Differential properties of mu and delta opiate binding sites studied with highly selective ligands.

Differences in binding kinetics, ions and nucleotides interactions with rat brain opiate mu and delta receptor subtypes were investigated using respectively DAGO (Tyr-D-Ala-Gly-MePhe-Gly-ol) and DTLET (Tyr-D-Thr-Gly-Phe-Leu-Thr) as highly selective mu and delta ligands. On the basis of kinetic experiments the delta-agonist binding is an extremely slow process as compared to that of the mu-agonist. Displacement experiments by DTLET of [3H] DAGO binding and Scatchard analysis of the binding of [3H] DTLET in the absence and presence of DAGO demonstrated that an independent model of interaction to two independent sites best describes the observed data.
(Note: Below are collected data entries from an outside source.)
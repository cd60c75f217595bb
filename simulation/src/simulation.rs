//! Simulation engine for Epinet
//!
//! Implements the discrete-time SIR run:
//! - Network generated once from the seeded random source
//! - One patient zero chosen uniformly at random
//! - Each day: record counts, apply the snapshot transition, advance
//! - Exactly `steps` days, whether or not the epidemic has died out

use serde::Serialize;
use tracing::{debug, info};

use crate::config::SimConfig;
use crate::epidemic::{EpidemicState, TransitionRates};
use crate::error::ConfigError;
use crate::history::{History, HistoryEntry, HistoryRecorder};
use crate::rng::RandomSource;
use crate::topology::{self, Graph};
use crate::types::{HealthStatus, NodeId, StatusCounts};

/// The simulation state
#[derive(Debug)]
pub struct Simulation {
    config: SimConfig,
    rng: RandomSource,
    graph: Graph,
    state: EpidemicState,
    patient_zero: NodeId,
    /// Next day to simulate
    day: u64,
    recorder: HistoryRecorder,
    /// Statistics
    pub stats: SimStats,
}

/// Running totals over a simulation
#[derive(Debug, Clone, Default, PartialEq, Eq, Serialize)]
pub struct SimStats {
    /// Susceptible-to-infected transitions, not counting patient zero
    pub total_infections: u64,
    pub total_recoveries: u64,
    /// Largest infected count seen at the start of a day
    pub peak_infected: usize,
    pub peak_day: u64,
    /// First recorded day with nobody infected
    pub extinction_day: Option<u64>,
}

/// Everything a finished run hands to reporting
#[derive(Debug, Clone, PartialEq, Serialize)]
pub struct SimulationOutcome {
    pub config: SimConfig,
    /// Seed that reproduces this run
    pub seed: u64,
    pub patient_zero: NodeId,
    pub graph: Graph,
    /// Terminal status of every node
    pub statuses: Vec<HealthStatus>,
    pub history: History,
    pub stats: SimStats,
}

impl SimulationOutcome {
    /// Counts over the terminal statuses (after the last simulated day)
    pub fn final_counts(&self) -> StatusCounts {
        StatusCounts::tally(&self.statuses)
    }
}

impl Simulation {
    /// Validate the configuration, grow the network and seed patient zero
    pub fn new(config: SimConfig) -> Result<Self, ConfigError> {
        config.validate()?;

        let mut rng = RandomSource::new(config.seed);
        let graph = topology::generate(config.population, config.attachment_degree, &mut rng)?;
        let patient_zero = NodeId(rng.index(config.population));
        let state = EpidemicState::new(config.population, patient_zero);
        let recorder = HistoryRecorder::new(
            config.population,
            usize::try_from(config.steps).unwrap_or(0),
        );

        info!(
            seed = rng.seed(),
            patient_zero = %patient_zero,
            days = config.steps,
            "Outbreak seeded"
        );

        Ok(Self {
            config,
            rng,
            graph,
            state,
            patient_zero,
            day: 0,
            recorder,
            stats: SimStats::default(),
        })
    }

    fn rates(&self) -> TransitionRates {
        TransitionRates {
            infection: self.config.infection_rate,
            recovery: self.config.recovery_rate,
        }
    }

    /// Simulate one day. Returns `false` without doing anything once all
    /// configured days have run.
    pub fn step(&mut self) -> bool {
        if self.is_finished() {
            return false;
        }

        let counts = self.state.counts();
        self.recorder.record(self.day, counts);

        if counts.infected > self.stats.peak_infected {
            self.stats.peak_infected = counts.infected;
            self.stats.peak_day = self.day;
        }
        if counts.infected == 0 && self.stats.extinction_day.is_none() {
            self.stats.extinction_day = Some(self.day);
            info!(day = self.day, "Epidemic extinct");
        }

        let rates = self.rates();
        let transition = self.state.step(&self.graph, rates, &mut self.rng);
        self.stats.total_infections += transition.newly_infected.len() as u64;
        self.stats.total_recoveries += transition.newly_recovered.len() as u64;

        debug!(
            day = self.day,
            susceptible = counts.susceptible,
            infected = counts.infected,
            recovered = counts.recovered,
            new_infections = transition.newly_infected.len(),
            new_recoveries = transition.newly_recovered.len(),
            "Day simulated"
        );

        self.day += 1;
        true
    }

    /// Run for up to `days` more days; returns how many were simulated
    pub fn run_days(&mut self, days: u64) -> u64 {
        let mut simulated = 0;
        while simulated < days && self.step() {
            simulated += 1;
        }
        simulated
    }

    /// Run every remaining day and hand over the results
    pub fn run(mut self) -> SimulationOutcome {
        while self.step() {}

        info!("Simulation complete after {} days", self.day);
        info!("Stats: {:?}", self.stats);
        self.into_outcome()
    }

    fn into_outcome(self) -> SimulationOutcome {
        SimulationOutcome {
            seed: self.rng.seed(),
            patient_zero: self.patient_zero,
            statuses: self.state.statuses().to_vec(),
            history: self.recorder.finish(),
            graph: self.graph,
            stats: self.stats,
            config: self.config,
        }
    }

    pub fn config(&self) -> &SimConfig {
        &self.config
    }

    pub fn graph(&self) -> &Graph {
        &self.graph
    }

    pub fn statuses(&self) -> &[HealthStatus] {
        self.state.statuses()
    }

    pub fn counts(&self) -> StatusCounts {
        self.state.counts()
    }

    pub fn patient_zero(&self) -> NodeId {
        self.patient_zero
    }

    /// Seed that reproduces this run
    pub fn seed(&self) -> u64 {
        self.rng.seed()
    }

    /// Number of days simulated so far
    pub fn day(&self) -> u64 {
        self.day
    }

    pub fn is_finished(&self) -> bool {
        self.day >= self.config.steps
    }

    /// History recorded so far
    pub fn history(&self) -> &[HistoryEntry] {
        self.recorder.entries()
    }

    /// Get a summary of the current state
    pub fn state_summary(&self) -> String {
        let counts = self.state.counts();
        format!(
            "Day {}: {} susceptible, {} infected, {} recovered",
            self.day, counts.susceptible, counts.infected, counts.recovered
        )
    }
}

#[cfg(test)]
mod tests {
    use super::*;

    fn config(population: usize, m: usize, beta: f64, gamma: f64, steps: u64, seed: u64) -> SimConfig {
        SimConfig {
            population,
            attachment_degree: m,
            infection_rate: beta,
            recovery_rate: gamma,
            steps,
            seed: Some(seed),
        }
    }

    #[test]
    fn test_invalid_config_builds_nothing() {
        let err = Simulation::new(config(10, 10, 0.5, 0.5, 5, 1)).unwrap_err();
        assert_eq!(err.parameter(), Some("attachment_degree"));

        let err = Simulation::new(config(10, 2, 0.5, 2.0, 5, 1)).unwrap_err();
        assert_eq!(err.parameter(), Some("recovery_rate"));
    }

    #[test]
    fn test_huge_step_count_is_accepted() {
        let mut sim = Simulation::new(config(10, 2, 0.5, 0.5, u64::MAX, 1)).unwrap();
        assert_eq!(sim.run_days(3), 3);
        assert_eq!(sim.day(), 3);
        assert_eq!(sim.history().len(), 3);
    }

    #[test]
    fn test_runs_exact_number_of_days() {
        let outcome = Simulation::new(config(50, 2, 0.3, 0.1, 17, 3)).unwrap().run();
        assert_eq!(outcome.history.len(), 17);
        let days: Vec<u64> = outcome.history.entries().iter().map(|e| e.day).collect();
        assert_eq!(days, (0..17).collect::<Vec<_>>());
    }

    #[test]
    fn test_zero_steps() {
        let outcome = Simulation::new(config(20, 2, 0.5, 0.5, 0, 3)).unwrap().run();
        assert!(outcome.history.is_empty());
        assert_eq!(outcome.final_counts().infected, 1);
    }

    #[test]
    fn test_no_early_termination_after_extinction() {
        // Patient zero recovers on day 0 without infecting anyone
        let outcome = Simulation::new(config(30, 2, 0.0, 1.0, 10, 8)).unwrap().run();
        assert_eq!(outcome.history.len(), 10);
        assert_eq!(outcome.stats.extinction_day, Some(1));
        for entry in &outcome.history.entries()[1..] {
            assert_eq!((entry.susceptible, entry.infected, entry.recovered), (29, 0, 1));
        }
    }

    #[test]
    fn test_step_after_finish_is_noop() {
        let mut sim = Simulation::new(config(20, 2, 0.5, 0.2, 3, 5)).unwrap();
        assert_eq!(sim.run_days(10), 3);
        assert!(sim.is_finished());
        assert!(!sim.step());
        assert_eq!(sim.history().len(), 3);
    }

    #[test]
    fn test_population_conserved() {
        let outcome = Simulation::new(config(300, 3, 0.2, 0.1, 40, 21)).unwrap().run();
        for entry in outcome.history.entries() {
            assert_eq!(entry.total(), 300);
        }
        assert_eq!(outcome.final_counts().total(), 300);
    }

    #[test]
    fn test_statuses_never_revert() {
        let mut sim = Simulation::new(config(200, 2, 0.35, 0.15, 40, 17)).unwrap();
        let mut previous = sim.statuses().to_vec();
        while sim.step() {
            let current = sim.statuses();
            for (before, after) in previous.iter().zip(current) {
                assert!(before <= after, "{:?} reverted to {:?}", before, after);
            }
            previous = current.to_vec();
        }
    }

    #[test]
    fn test_frozen_epidemic_is_constant() {
        let outcome = Simulation::new(config(64, 3, 0.0, 0.0, 25, 4)).unwrap().run();
        for entry in outcome.history.entries() {
            assert_eq!((entry.susceptible, entry.infected, entry.recovered), (63, 1, 0));
        }
        assert_eq!(outcome.stats.total_infections, 0);
    }

    #[test]
    fn test_no_recovery_means_monotone_spread() {
        let outcome = Simulation::new(config(150, 2, 0.1, 0.0, 30, 13)).unwrap().run();
        let infected = outcome.history.series(HealthStatus::Infected);
        assert!(infected.windows(2).all(|w| w[0] <= w[1]));
        assert!(outcome.history.entries().iter().all(|e| e.recovered == 0));
    }

    #[test]
    fn test_same_seed_reproduces_run() {
        let a = Simulation::new(config(250, 3, 0.25, 0.08, 30, 1234)).unwrap().run();
        let b = Simulation::new(config(250, 3, 0.25, 0.08, 30, 1234)).unwrap().run();
        assert_eq!(a, b);
    }

    #[test]
    fn test_unseeded_run_reports_replayable_seed() {
        let mut unseeded = config(120, 2, 0.3, 0.1, 20, 0);
        unseeded.seed = None;
        let first = Simulation::new(unseeded.clone()).unwrap().run();

        let replay = Simulation::new(SimConfig {
            seed: Some(first.seed),
            ..unseeded
        })
        .unwrap()
        .run();
        assert_eq!(first.history, replay.history);
        assert_eq!(first.statuses, replay.statuses);
    }

    #[test]
    fn test_stats_match_history() {
        let outcome = Simulation::new(config(200, 3, 0.3, 0.1, 30, 77)).unwrap().run();
        let (peak_day, peak) = outcome.history.peak().unwrap();
        assert_eq!(outcome.stats.peak_infected, peak);
        assert_eq!(outcome.stats.peak_day, peak_day);

        let last = outcome.final_counts();
        assert_eq!(outcome.stats.total_recoveries as usize, last.recovered);
        assert_eq!(
            outcome.stats.total_infections as usize + 1,
            last.infected + last.recovered
        );
    }

    #[test]
    fn test_state_summary() {
        let sim = Simulation::new(config(10, 2, 0.5, 0.5, 5, 42)).unwrap();
        assert_eq!(sim.state_summary(), "Day 0: 9 susceptible, 1 infected, 0 recovered");
        assert!(sim.patient_zero().index() < 10);
    }
}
Steady state binding of [3H] DAGO is decreased by GMP-P(NH)P while this nucleotide is ineffective in reducing the binding of DTLET. However in presence of NaCl, GMP-P(NH)P reduces the specific binding at both sites in a concentration dependent manner. The analysis of the nucleotide inhibition of delta-binding at various concentrations of NaCl suggests that the non-hydrolyzable nucleotide can exerts its effects only on a prebound Na+ receptor. These data suggest that mu and delta-receptors may assume different affinity states depending upon the presence of Na+ and nucleotide.